WORK INSTRUCTION —
Report how many lines in the records hold the string "Copy"; give the number and nothing else.

Saved data entries:
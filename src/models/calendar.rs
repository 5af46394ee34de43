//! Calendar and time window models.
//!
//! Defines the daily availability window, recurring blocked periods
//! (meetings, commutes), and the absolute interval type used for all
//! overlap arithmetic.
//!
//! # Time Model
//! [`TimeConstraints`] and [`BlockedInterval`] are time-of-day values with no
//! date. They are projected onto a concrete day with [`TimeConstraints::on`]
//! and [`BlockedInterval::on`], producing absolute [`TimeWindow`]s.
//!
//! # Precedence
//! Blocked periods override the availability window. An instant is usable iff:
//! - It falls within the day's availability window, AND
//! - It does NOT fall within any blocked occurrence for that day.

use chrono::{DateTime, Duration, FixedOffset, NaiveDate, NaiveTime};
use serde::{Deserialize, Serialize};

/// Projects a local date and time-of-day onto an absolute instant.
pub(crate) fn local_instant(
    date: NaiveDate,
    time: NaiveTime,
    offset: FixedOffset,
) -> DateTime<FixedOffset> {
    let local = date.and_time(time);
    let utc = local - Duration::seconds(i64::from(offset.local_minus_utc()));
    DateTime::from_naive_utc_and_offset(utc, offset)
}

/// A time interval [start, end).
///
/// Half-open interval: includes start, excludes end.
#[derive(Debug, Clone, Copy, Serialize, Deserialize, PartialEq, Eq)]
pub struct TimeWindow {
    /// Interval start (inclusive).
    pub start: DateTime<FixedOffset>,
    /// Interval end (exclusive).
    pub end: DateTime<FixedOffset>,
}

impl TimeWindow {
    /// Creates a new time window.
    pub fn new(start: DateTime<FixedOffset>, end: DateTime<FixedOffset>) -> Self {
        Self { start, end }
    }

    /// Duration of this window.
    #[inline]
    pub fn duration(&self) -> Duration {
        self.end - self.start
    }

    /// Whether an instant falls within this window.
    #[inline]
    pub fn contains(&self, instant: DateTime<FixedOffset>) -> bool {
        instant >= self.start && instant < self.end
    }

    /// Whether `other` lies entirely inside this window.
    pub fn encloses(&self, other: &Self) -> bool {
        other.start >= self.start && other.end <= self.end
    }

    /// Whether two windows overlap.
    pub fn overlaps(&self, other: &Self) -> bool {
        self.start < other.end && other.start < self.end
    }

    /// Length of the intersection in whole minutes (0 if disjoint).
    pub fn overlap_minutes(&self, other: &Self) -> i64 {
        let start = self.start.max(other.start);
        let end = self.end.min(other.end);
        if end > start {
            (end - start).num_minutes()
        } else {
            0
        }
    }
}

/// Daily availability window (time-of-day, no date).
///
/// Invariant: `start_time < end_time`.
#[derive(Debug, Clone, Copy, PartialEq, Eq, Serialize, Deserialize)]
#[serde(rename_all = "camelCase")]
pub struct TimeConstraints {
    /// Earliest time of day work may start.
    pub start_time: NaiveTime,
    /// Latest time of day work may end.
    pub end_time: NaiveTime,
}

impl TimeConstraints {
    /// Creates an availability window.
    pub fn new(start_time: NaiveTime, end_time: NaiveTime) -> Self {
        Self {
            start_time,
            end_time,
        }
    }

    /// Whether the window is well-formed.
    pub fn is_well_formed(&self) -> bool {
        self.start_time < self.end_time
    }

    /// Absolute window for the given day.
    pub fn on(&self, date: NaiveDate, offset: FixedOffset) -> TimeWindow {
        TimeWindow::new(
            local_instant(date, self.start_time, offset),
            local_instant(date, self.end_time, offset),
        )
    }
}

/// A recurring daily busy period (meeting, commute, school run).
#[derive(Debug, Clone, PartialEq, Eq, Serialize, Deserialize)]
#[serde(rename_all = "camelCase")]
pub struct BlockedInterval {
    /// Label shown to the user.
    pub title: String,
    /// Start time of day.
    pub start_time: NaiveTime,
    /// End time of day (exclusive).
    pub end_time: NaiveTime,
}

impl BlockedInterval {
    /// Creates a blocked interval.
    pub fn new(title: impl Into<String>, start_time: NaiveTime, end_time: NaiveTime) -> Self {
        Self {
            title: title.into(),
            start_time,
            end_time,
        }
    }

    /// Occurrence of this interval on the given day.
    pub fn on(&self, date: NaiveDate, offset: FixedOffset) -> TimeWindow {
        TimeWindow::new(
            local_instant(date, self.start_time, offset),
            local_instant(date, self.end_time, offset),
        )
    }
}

ANSWER BOX —
2